== WHAT IS NEEDED ==
Show every line below where "version" can be found.
────────
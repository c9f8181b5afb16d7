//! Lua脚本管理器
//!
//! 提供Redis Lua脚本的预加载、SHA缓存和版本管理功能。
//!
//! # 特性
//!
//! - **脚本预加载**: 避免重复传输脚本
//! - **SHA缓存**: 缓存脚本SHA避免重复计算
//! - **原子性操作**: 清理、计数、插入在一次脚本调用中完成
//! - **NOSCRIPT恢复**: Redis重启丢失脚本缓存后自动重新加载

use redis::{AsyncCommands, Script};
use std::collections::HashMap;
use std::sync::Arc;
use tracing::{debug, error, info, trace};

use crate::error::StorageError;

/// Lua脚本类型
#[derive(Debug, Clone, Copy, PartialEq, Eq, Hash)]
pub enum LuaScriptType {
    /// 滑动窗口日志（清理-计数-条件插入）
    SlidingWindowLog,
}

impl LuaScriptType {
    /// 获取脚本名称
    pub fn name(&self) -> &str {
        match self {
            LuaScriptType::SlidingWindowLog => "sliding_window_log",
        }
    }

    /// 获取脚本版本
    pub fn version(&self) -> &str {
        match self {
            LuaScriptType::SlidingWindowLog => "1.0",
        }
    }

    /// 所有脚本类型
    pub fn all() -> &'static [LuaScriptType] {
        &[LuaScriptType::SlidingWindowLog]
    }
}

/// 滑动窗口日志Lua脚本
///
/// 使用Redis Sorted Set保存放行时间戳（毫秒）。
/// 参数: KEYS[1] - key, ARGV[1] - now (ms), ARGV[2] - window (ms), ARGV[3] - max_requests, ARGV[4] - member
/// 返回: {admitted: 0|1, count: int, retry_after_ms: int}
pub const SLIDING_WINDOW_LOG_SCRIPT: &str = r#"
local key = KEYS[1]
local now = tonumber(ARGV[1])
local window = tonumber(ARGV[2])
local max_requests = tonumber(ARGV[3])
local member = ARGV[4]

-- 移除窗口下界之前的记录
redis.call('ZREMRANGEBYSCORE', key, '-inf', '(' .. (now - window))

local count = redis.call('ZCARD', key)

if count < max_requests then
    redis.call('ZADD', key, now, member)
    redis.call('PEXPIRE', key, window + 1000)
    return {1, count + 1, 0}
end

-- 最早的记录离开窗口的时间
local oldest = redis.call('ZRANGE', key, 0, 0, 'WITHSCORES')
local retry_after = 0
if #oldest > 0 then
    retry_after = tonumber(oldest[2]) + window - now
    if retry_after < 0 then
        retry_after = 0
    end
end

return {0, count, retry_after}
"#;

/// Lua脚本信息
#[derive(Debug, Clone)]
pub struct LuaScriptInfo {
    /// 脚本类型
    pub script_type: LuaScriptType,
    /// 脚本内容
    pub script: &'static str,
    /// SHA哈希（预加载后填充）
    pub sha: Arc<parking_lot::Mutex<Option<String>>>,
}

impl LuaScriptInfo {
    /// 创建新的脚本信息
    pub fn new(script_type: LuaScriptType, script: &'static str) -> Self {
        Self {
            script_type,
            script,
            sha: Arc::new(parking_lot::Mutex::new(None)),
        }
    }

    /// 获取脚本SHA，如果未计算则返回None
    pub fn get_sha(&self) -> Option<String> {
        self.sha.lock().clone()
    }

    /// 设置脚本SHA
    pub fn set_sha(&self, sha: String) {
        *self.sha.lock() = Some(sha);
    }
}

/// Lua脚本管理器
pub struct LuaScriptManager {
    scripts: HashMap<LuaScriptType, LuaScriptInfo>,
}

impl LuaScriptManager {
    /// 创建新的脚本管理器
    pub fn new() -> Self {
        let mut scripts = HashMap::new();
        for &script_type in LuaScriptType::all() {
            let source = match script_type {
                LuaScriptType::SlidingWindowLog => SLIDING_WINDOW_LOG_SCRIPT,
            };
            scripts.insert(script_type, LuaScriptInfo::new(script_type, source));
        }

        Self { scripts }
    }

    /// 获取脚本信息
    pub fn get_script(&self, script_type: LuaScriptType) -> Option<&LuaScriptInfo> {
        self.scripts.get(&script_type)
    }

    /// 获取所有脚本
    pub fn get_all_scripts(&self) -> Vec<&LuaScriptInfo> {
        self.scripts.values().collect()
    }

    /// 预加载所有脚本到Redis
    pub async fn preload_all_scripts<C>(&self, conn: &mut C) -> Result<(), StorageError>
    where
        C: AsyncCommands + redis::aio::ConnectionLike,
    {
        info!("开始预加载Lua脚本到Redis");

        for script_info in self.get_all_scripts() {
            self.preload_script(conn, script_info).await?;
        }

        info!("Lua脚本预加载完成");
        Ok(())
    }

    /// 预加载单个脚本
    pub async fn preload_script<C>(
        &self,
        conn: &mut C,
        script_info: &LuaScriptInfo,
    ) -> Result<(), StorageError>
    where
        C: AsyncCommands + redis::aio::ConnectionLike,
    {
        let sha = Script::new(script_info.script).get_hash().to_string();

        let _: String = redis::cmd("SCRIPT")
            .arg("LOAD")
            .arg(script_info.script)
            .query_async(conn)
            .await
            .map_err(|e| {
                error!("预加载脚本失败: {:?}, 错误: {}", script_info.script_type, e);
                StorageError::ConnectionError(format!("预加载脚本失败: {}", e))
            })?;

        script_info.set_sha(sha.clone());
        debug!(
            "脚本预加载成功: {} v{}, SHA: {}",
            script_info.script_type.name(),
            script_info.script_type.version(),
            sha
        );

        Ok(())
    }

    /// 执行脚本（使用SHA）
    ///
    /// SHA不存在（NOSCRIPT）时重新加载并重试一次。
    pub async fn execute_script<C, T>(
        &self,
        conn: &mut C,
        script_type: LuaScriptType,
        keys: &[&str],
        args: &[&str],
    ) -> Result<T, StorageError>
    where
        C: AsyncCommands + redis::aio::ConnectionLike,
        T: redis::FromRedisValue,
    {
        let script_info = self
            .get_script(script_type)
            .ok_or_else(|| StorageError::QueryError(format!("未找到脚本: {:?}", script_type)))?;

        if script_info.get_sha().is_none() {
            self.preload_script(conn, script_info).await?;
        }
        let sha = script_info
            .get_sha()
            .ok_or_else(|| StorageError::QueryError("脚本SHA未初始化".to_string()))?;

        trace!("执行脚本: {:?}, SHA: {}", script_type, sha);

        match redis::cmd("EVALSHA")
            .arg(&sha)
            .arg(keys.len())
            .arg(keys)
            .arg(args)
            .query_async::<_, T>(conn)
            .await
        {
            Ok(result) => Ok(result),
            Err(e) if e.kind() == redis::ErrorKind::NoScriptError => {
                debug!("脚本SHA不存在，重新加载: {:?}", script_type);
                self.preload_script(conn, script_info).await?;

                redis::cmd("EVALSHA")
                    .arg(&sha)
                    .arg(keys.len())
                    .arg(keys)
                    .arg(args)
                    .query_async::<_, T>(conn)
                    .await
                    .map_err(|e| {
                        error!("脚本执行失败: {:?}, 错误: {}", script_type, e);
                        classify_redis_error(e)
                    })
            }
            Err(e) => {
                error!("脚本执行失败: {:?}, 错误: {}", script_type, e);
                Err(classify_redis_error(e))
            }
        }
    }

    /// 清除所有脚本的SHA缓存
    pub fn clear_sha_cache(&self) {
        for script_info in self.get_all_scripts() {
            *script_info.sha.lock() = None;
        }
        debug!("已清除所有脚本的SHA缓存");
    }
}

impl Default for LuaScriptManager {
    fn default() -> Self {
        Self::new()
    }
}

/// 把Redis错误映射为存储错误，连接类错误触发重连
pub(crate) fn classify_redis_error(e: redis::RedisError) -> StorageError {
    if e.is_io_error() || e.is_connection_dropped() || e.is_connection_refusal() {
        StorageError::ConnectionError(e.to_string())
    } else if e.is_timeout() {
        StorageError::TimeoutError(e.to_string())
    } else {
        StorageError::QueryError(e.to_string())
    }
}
────────
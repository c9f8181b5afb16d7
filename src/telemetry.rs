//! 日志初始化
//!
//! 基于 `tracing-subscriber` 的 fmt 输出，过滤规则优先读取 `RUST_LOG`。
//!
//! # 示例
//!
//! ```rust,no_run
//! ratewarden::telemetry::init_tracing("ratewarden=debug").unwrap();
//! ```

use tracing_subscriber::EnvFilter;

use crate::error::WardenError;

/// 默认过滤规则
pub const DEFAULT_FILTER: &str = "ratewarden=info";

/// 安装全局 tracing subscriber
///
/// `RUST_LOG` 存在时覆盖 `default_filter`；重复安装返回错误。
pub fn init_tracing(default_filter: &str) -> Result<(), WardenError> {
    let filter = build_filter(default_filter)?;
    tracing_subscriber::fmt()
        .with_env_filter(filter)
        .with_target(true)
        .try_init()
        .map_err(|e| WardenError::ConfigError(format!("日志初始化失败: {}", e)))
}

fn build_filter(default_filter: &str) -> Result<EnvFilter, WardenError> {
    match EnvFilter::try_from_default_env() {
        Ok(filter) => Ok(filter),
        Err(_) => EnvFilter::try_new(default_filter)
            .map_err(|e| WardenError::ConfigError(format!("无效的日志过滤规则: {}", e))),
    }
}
────────
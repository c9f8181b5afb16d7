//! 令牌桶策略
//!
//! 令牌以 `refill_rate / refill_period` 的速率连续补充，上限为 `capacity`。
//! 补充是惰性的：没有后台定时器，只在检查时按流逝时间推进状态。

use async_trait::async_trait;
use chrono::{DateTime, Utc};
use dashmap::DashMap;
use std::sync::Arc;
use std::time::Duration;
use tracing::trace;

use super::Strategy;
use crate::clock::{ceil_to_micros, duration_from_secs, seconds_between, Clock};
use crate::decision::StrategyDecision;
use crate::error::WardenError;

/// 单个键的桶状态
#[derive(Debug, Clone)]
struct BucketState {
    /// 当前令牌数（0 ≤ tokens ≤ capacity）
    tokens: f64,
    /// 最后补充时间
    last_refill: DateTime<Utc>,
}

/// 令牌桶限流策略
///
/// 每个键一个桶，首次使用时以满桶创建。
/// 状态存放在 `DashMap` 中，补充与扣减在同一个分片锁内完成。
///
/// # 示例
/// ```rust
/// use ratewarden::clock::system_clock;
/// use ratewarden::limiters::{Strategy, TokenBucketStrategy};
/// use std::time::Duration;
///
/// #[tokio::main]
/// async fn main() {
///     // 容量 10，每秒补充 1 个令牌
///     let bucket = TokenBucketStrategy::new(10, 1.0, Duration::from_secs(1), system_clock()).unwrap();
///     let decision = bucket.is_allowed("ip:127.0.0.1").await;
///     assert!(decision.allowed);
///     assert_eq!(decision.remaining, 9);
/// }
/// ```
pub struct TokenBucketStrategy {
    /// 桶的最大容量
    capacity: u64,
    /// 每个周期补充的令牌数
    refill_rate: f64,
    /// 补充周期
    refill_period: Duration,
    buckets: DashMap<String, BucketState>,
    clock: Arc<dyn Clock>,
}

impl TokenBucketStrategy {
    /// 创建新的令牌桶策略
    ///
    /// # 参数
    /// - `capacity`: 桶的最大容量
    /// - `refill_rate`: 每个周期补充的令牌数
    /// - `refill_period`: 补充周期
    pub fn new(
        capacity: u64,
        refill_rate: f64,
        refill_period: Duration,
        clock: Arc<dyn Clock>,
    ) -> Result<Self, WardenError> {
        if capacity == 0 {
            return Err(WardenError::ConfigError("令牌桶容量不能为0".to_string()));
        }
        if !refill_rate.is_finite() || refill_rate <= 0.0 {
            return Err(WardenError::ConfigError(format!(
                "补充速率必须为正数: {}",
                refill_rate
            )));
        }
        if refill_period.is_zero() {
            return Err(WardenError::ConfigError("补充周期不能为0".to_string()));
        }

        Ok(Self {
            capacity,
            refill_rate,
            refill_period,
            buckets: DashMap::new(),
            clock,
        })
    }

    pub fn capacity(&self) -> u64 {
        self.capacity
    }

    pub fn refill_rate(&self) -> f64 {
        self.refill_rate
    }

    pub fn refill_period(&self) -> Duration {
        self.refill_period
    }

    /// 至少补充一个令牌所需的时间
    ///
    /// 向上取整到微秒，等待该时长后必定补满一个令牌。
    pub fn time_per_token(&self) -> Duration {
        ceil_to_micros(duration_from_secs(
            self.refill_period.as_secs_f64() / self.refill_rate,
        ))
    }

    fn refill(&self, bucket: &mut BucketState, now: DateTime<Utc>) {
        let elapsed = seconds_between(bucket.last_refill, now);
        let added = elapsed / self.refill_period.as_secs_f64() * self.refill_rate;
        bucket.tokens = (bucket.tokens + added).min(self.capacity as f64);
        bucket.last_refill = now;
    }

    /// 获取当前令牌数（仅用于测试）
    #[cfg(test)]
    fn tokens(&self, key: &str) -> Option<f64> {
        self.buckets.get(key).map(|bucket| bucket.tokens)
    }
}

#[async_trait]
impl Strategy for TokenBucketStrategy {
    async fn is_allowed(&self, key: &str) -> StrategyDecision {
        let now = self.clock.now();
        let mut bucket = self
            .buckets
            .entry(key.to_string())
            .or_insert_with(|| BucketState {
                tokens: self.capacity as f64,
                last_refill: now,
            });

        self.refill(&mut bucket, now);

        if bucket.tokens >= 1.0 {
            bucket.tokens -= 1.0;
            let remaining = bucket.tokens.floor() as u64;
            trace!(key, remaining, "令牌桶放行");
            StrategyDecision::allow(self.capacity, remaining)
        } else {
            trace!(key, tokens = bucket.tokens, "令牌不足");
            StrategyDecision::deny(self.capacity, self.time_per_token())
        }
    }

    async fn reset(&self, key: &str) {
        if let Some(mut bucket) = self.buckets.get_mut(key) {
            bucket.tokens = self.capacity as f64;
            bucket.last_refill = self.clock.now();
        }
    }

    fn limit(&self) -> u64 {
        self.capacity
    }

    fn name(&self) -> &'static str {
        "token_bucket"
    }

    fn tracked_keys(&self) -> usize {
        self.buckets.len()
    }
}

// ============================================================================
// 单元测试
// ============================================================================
────────
== TASK SOLUTION ==
    pub fn version(&self) -> &str {
            script_info.script_type.version(),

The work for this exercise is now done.